Characteristics of 1,5-anhydroglucitol (1,5-AG) levels in the total group (a) compared with different FPG levels; (b) compared with different 2hPG levels; (c) compared with different HbA_1c levels). ^* P < 0.05 versus the former group, ^** P < 0.01 versus the former group. Abbreviation: 2hPG, 2-hour postload plasma glucose; FPG: fasting plasma glucose; HbA _1c, glycated hemoglobin A_1c.

Figure 2

ROC curves for 1,5-anhydroglucitol (1,5-AG) ((a) in the total group; (b) in the total group with combined model; (c) in the non-FDR subgroup; (d) in the FDR subgroup) in the diagnosis of diabetes. For the combination of FPG with serum 1,5-AG, the sensitivity, specificity, and AUC were 82.5%, 83.5%, and 0.912, respectively. As for the combination of FPG and HbA_1c, the sensitivity, specificity, and AUC were 74.4%, 91.2%, and 0.911, respectively. There was no significant difference in the AUCs (P > 0.05).
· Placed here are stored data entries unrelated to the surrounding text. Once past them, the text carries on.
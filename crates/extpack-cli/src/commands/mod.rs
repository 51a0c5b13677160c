//! CLI command implementations

pub mod build;
pub mod dev;

use anyhow::{Context, Result};
use std::path::{Path, PathBuf};

use crate::bundler::{SubprocessBundler, SubprocessConfig};
use crate::config::{Config, ConfigOverrides};

/// Options shared by every command.
#[derive(Debug, Clone, Default)]
pub struct CommandOptions {
    /// Project root; defaults to the current directory.
    pub root: Option<PathBuf>,
    /// Explicit config file, relative to the root.
    pub config_file: Option<PathBuf>,
    pub overrides: ConfigOverrides,
}

impl CommandOptions {
    /// Resolves the project root and loads its configuration.
    pub fn load_config(&self) -> Result<Config> {
        let root = project_root(self.root.as_deref())?;
        Config::load(&root, self.config_file.as_deref(), &self.overrides)
            .with_context(|| format!("Failed to load configuration for {}", root.display()))
    }
}

/// Makes `root` absolute against the current directory.
fn project_root(root: Option<&Path>) -> Result<PathBuf> {
    let cwd = std::env::current_dir().context("Failed to read current directory")?;
    let root = match root {
        Some(root) => cwd.join(root),
        None => cwd,
    };
    if !root.is_dir() {
        anyhow::bail!("project root {} is not a directory", root.display());
    }
    Ok(root)
}

/// The bundler configured for `config`.
pub(crate) fn subprocess_bundler(config: &Config) -> SubprocessBundler {
    SubprocessBundler::with_config(
        config.bundler.clone(),
        SubprocessConfig {
            timeout_seconds: config.bundler_timeout_secs,
            working_dir: Some(config.root.clone()),
        },
    )
}
//! Bundler adapter.
//!
//! The bundler is an external collaborator. This module defines the seam
//! ([`Bundler`]), the request/result contract, and a subprocess
//! implementation that talks to any executable honouring the contract.
//!
//! # Subprocess Protocol
//!
//! 1. extpack writes the [`BuildRequest`] as JSON to a temporary file
//! 2. The configured command is spawned with `--request <path>` appended
//!    (unless the command already uses the `{request}` placeholder)
//! 3. The bundler writes its artifacts into `outdir`
//! 4. The bundler prints a result object on stdout:
//!    - `success`: bool
//!    - `outputs`: ordered list of `{ path, kind, loader }`
//!    - `logs`: list of `{ level, message }`
//! 5. A non-zero exit code is a bundler failure
//!
//! The default command runs an embedded Bun driver script (`{driver}`).

mod contract;
mod subprocess;

pub use contract::{
    BuildLog, BuildRequest, BuildResult, Loader, OutputKind, OutputRecord, RawBuildResult,
    RawOutput,
};
pub use subprocess::{SubprocessBundler, SubprocessConfig, DRIVER_SOURCE};

use thiserror::Error;


/// An external bundler.
///
/// Implementations are invoked exactly once per pipeline run with the full
/// entrypoint list, and must report outputs in an order that allows
/// entrypoint-by-entrypoint consumption.
pub trait Bundler {
    fn build(&self, request: &BuildRequest) -> Result<BuildResult, BundlerError>;
}

impl<B: Bundler + ?Sized> Bundler for &B {
    fn build(&self, request: &BuildRequest) -> Result<BuildResult, BundlerError> {
        (**self).build(request)
    }
}

impl<B: Bundler + ?Sized> Bundler for Box<B> {
    fn build(&self, request: &BuildRequest) -> Result<BuildResult, BundlerError> {
        (**self).build(request)
    }
}

/// Errors that can occur while invoking the bundler.
#[derive(Debug, Error)]
pub enum BundlerError {
    /// The request could not be prepared.
    #[error("failed to prepare bundler request: {0}")]
    Prepare(String),

    /// The bundler process failed to start.
    #[error("failed to spawn bundler: {0}")]
    SpawnFailed(String),

    /// The bundler timed out.
    #[error("bundler timed out after {timeout_seconds} seconds")]
    Timeout { timeout_seconds: u64 },

    /// The bundler exited with a non-zero code.
    #[error("bundler exited with code {code}: {stderr}")]
    NonZeroExit { code: i32, stderr: String },

    /// The bundler printed something that is not a result object.
    #[error("invalid bundler result: {0}")]
    InvalidResult(String),
}
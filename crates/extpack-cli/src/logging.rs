//! Diagnostic logging setup.

use tracing_subscriber::EnvFilter;

/// Environment variable holding the log filter directives.
pub const LOG_ENV_VAR: &str = "EXTPACK_LOG";

const DEFAULT_FILTER: &str = "info";

/// Installs the global subscriber, writing to stderr.
///
/// Safe to call more than once; later calls are no-ops.
pub fn init() {
    let env_filter =
        EnvFilter::try_from_env(LOG_ENV_VAR).unwrap_or_else(|_| EnvFilter::new(DEFAULT_FILTER));

    let _ = tracing_subscriber::fmt()
        .with_env_filter(env_filter)
        .with_writer(std::io::stderr)
        .with_target(false)
        .compact()
        .try_init();
}
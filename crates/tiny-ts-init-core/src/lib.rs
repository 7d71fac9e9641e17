//! tiny-ts-init Core - Hexagonal Architecture Implementation
//!
//! This crate provides the domain and application layers for the
//! `tiny-ts-init` project bootstrapper, following hexagonal (ports and
//! adapters) architecture.
//!
//! ## Architecture Overview
//!
//! ```text
//! ┌─────────────────────────────────────────┐
//! │        tiny-ts-init-cli (CLI)           │
//! │   (argument parsing, output, exit code) │
//! └──────────────────┬──────────────────────┘
//!                    │ calls
//!                    ▼
//! ┌─────────────────────────────────────────┐
//! │         Application Services            │
//! │              (InitService)              │
//! │   provision → materialize → install     │
//! └──────────────────┬──────────────────────┘
//!                    │ uses
//!                    ▼
//! ┌─────────────────────────────────────────┐
//! │      Application Ports (Traits)         │
//! │       (Filesystem, CommandRunner)       │
//! └──────────────────┬──────────────────────┘
//!                    │ implemented by
//!                    ▼
//! ┌─────────────────────────────────────────┐
//! │   tiny-ts-init-adapters (Infrastructure)│
//! │ (LocalFilesystem, ProcessRunner, etc.)  │
//! └─────────────────────────────────────────┘
//! ```
//!
//! ## Usage
//!
//! ```rust,no_run
//! use std::path::Path;
//! use tiny_ts_init_core::prelude::*;
//!
//! # fn demo(service: InitService, templates: TemplateSet) -> InitResult<()> {
//! let config = ProjectConfig::resolve(&["my-app"], Path::new("/home/me"))?;
//!
//! service.provision(&config, &templates)?;
//! service.materialize(&config, &templates)?;
//! service.install(&config, &InstallCommand::default())?;
//! # Ok(())
//! # }
//! ```

pub mod application;
pub mod domain;
pub mod error;

// Public API - what external crates should use
pub mod prelude {
    pub use crate::application::{
        InitService,
        ports::{CommandRunner, CommandStatus, Filesystem},
    };
    pub use crate::domain::{
        InstallCommand, ProjectConfig, TemplateContent, TemplateEntry, TemplateSet,
    };
    pub use crate::error::{InitError, InitResult};
}

// Version info
pub const VERSION: &str = env!("CARGO_PKG_VERSION");
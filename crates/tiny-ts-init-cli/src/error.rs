//! Error handling for the tiny-ts-init CLI.
//!
//! Provides structured errors with:
//! - User-friendly messages
//! - Actionable suggestions
//! - Exit code mapping

use std::error::Error;

use owo_colors::OwoColorize;
use thiserror::Error;

use tiny_ts_init_core::error::InitError;

pub use tiny_ts_init_core::error::ErrorCategory as CoreCategory;

/// Result type alias for CLI operations.
pub type CliResult<T> = Result<T, CliError>;

/// CLI error types.
#[derive(Debug, Error)]
pub enum CliError {
    /// An error propagated from `tiny-ts-init-core`.
    ///
    /// Displayed as-is; the core messages already name the offending path
    /// or argument.
    #[error(transparent)]
    Core(#[from] InitError),

    /// A configuration file or environment override could not be used.
    #[error("Configuration error: {message}")]
    ConfigError {
        message: String,
        #[source]
        source: Option<Box<dyn std::error::Error + Send + Sync>>,
    },

    /// An I/O operation outside the core failed.
    #[error("I/O error: {message}")]
    IoError {
        message: String,
        #[source]
        source: std::io::Error,
    },

    /// The dry-run report could not be produced.
    #[error("Failed to render report: {0}")]
    Report(#[from] serde_json::Error),
}

impl From<std::io::Error> for CliError {
    fn from(err: std::io::Error) -> Self {
        CliError::IoError {
            message: err.to_string(),
            source: err,
        }
    }
}

impl CliError {
    /// Get user-actionable suggestions for fixing this error.
    pub fn suggestions(&self) -> Vec<String> {
        match self {
            Self::Core(core_err) => core_err.suggestions(),

            Self::ConfigError { message, .. } => vec![
                format!("Configuration issue: {}", message),
                format!(
                    "Check your config file at {}",
                    crate::config::AppConfig::config_path().display()
                ),
                format!(
                    "Environment overrides use the {}_ prefix",
                    crate::config::ENV_PREFIX
                ),
            ],

            Self::IoError { message, .. } => vec![
                format!("I/O operation failed: {}", message),
                "Check that the current directory still exists".into(),
                "Check file permissions".into(),
            ],

            Self::Report(_) => vec!["Re-run without --output-format json".into()],
        }
    }

    /// Get the error category for styling and exit codes.
    pub fn category(&self) -> ErrorCategory {
        match self {
            Self::Core(core) => match core.category() {
                CoreCategory::Usage | CoreCategory::Conflict | CoreCategory::Validation => {
                    ErrorCategory::UserError
                }
                CoreCategory::NotFound => ErrorCategory::NotFound,
                CoreCategory::Internal => ErrorCategory::Internal,
            },
            Self::ConfigError { .. } => ErrorCategory::Configuration,
            Self::IoError { .. } | Self::Report(_) => ErrorCategory::Internal,
        }
    }

    /// Exit code to pass to the OS.
    ///
    /// | Category      | Code |
    /// |---------------|------|
    /// | User error    |  2   |
    /// | Not found     |  3   |
    /// | Configuration |  4   |
    /// | Internal      |  1   |
    pub fn exit_code(&self) -> u8 {
        match self.category() {
            ErrorCategory::UserError => 2,
            ErrorCategory::NotFound => 3,
            ErrorCategory::Configuration => 4,
            ErrorCategory::Internal => 1,
        }
    }

    /// Format the error for display with colors and suggestions.
    pub fn format_colored(&self, verbose: bool) -> String {
        let mut output = String::new();

        output.push_str(&format!(
            "\n{} {}\n\n",
            "✗".red().bold(),
            "Error:".red().bold()
        ));
        output.push_str(&format!("  {}\n", self.to_string().red()));

        if verbose {
            let mut source = self.source();
            while let Some(err) = source {
                output.push_str(&format!(
                    "\n  {} {}\n",
                    "→".dimmed(),
                    err.to_string().dimmed()
                ));
                source = err.source();
            }
        }

        let suggestions = self.suggestions();
        if !suggestions.is_empty() {
            output.push_str(&format!("\n{}\n", "Suggestions:".yellow().bold()));
            for suggestion in suggestions {
                output.push_str(&format!("  {}\n", suggestion));
            }
        }

        if !verbose {
            output.push('\n');
            output.push_str(&format!(
                "{} {}\n",
                "\u{2139}".blue(), // ℹ
                "Use -v / --verbose for more details.".dimmed(),
            ));
        }

        output
    }

    /// Plain-text version of [`Self::format_colored`], no ANSI codes.
    pub fn format_plain(&self, verbose: bool) -> String {
        let mut out = String::new();
        out.push_str(&format!("\nError: {}\n", self));

        if verbose {
            let mut src = std::error::Error::source(self);
            while let Some(err) = src {
                out.push_str(&format!("  Caused by: {err}\n"));
                src = err.source();
            }
        }

        let suggestions = self.suggestions();
        if !suggestions.is_empty() {
            out.push_str("\nSuggestions:\n");
            for s in &suggestions {
                out.push_str(&format!("  {s}\n"));
            }
        }

        if !verbose {
            out.push_str("\nUse -v / --verbose for more details.\n");
        }

        out
    }

    /// Log the error using tracing.
    pub fn log(&self) {
        match self.category() {
            ErrorCategory::UserError => tracing::warn!("User error: {}", self),
            ErrorCategory::NotFound => tracing::warn!("Not found: {}", self),
            ErrorCategory::Configuration => tracing::error!("Configuration error: {}", self),
            ErrorCategory::Internal => tracing::error!("Internal error: {}", self),
        }

        if let Some(source) = self.source() {
            tracing::debug!("Caused by: {}", source);
        }
    }
}

/// Error categories for classification.
#[derive(Debug, Clone, Copy, PartialEq, Eq)]
pub enum ErrorCategory {
    /// User input error (bad arguments, target already occupied).
    UserError,
    /// A required program is missing.
    NotFound,
    /// Configuration error.
    Configuration,
    /// Internal/system error.
    Internal,
}

// ── IntoCli trait ─────────────────────────────────────────────────────────────

/// Extension trait to convert foreign error types into [`CliError`] at
/// call-sites with a descriptive context message.
pub trait IntoCli<T> {
    /// Convert to `CliResult` attaching a human-readable context message.
    fn with_cli_context<F, S>(self, f: F) -> CliResult<T>
    where
        F: FnOnce() -> S,
        S: Into<String>;
}

impl<T> IntoCli<T> for Result<T, std::io::Error> {
    fn with_cli_context<F, S>(self, f: F) -> CliResult<T>
    where
        F: FnOnce() -> S,
        S: Into<String>,
    {
        self.map_err(|e| CliError::IoError {
            message: f().into(),
            source: e,
        })
    }
}

impl<T> IntoCli<T> for anyhow::Result<T> {
    /// Configuration loading reports through `anyhow`; its whole context
    /// chain becomes the message.
    fn with_cli_context<F, S>(self, f: F) -> CliResult<T>
    where
        F: FnOnce() -> S,
        S: Into<String>,
    {
        self.map_err(|e| CliError::ConfigError {
            message: format!("{}: {e:#}", f().into()),
            source: Some(e.into()),
        })
    }
}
However, the specificity and sensitivity differed significantly from each other (all P < 0.001). Abbreviation: AUC: area under the curve; FDR: first degree relative with diabetes; FPG: fasting plasma glucose; HbA _1c: glycated hemoglobin A_1c; ROC: receiver operating characteristic.

Figure 3

Screening strategies for detecting diabetes by an OGTT after use of (a) the FPG criteria, (b) the combination of FPG and HbA_1c, or (c) the combination of FPG and 1,5-AG. The proportions of the study population in specific diagnostic categories were: (a) FPG < 5.6 mmol/L to exclude and FPG ≥ 7.0 mmol/L to diagnose diabetes, with 43.1% participants needing an OGTT to confirm the diagnose. The sensitivity, specificity, PPV, and NPV for this strategy were 47.3%, 100%, 100%, and 67.7%, respectively. (b) As for the combined criteria of FPG and HbA_1c criteria, FPG < 5.6 mmol/L and HbA_1c < 5.7% to exclude diabetes, and FPG ≥ 7.0 mmol/L and/or HbA_1c ≥ 6.5% to confirm diabetes, 46.8% participants needed an OGTT. The sensitivity, specificity, PPV, and NPV for this strategy were 70.2%, 100%, 100%, and 78.8%, respectively. (c) With the combined FPG and 1,5-AG criteria, which are FPG < 5.6 mmol/L and 1,5-AG > 15.9 μg/mL for exclusion of diabetes, and FPG ≥ 7.0 mmol/L and/or 1,5-AG ≤ 15.9 μg/mL for the diagnosis of diabetes, only 24.2% participants needed an OGTT. The sensitivity, specificity, PPV, and NPV for this strategy were 78.7%, 72.3%, 72.0%, and 78.9%, respectively. Abbreviations: DM: diabetes mellitus; FPG: fasting plasma glucose; HbA _1c : glycated hemoglobin A_1c; NPV: negative predictive value; OGTT: oral glucose tolerance test; PPV: positive predictive value.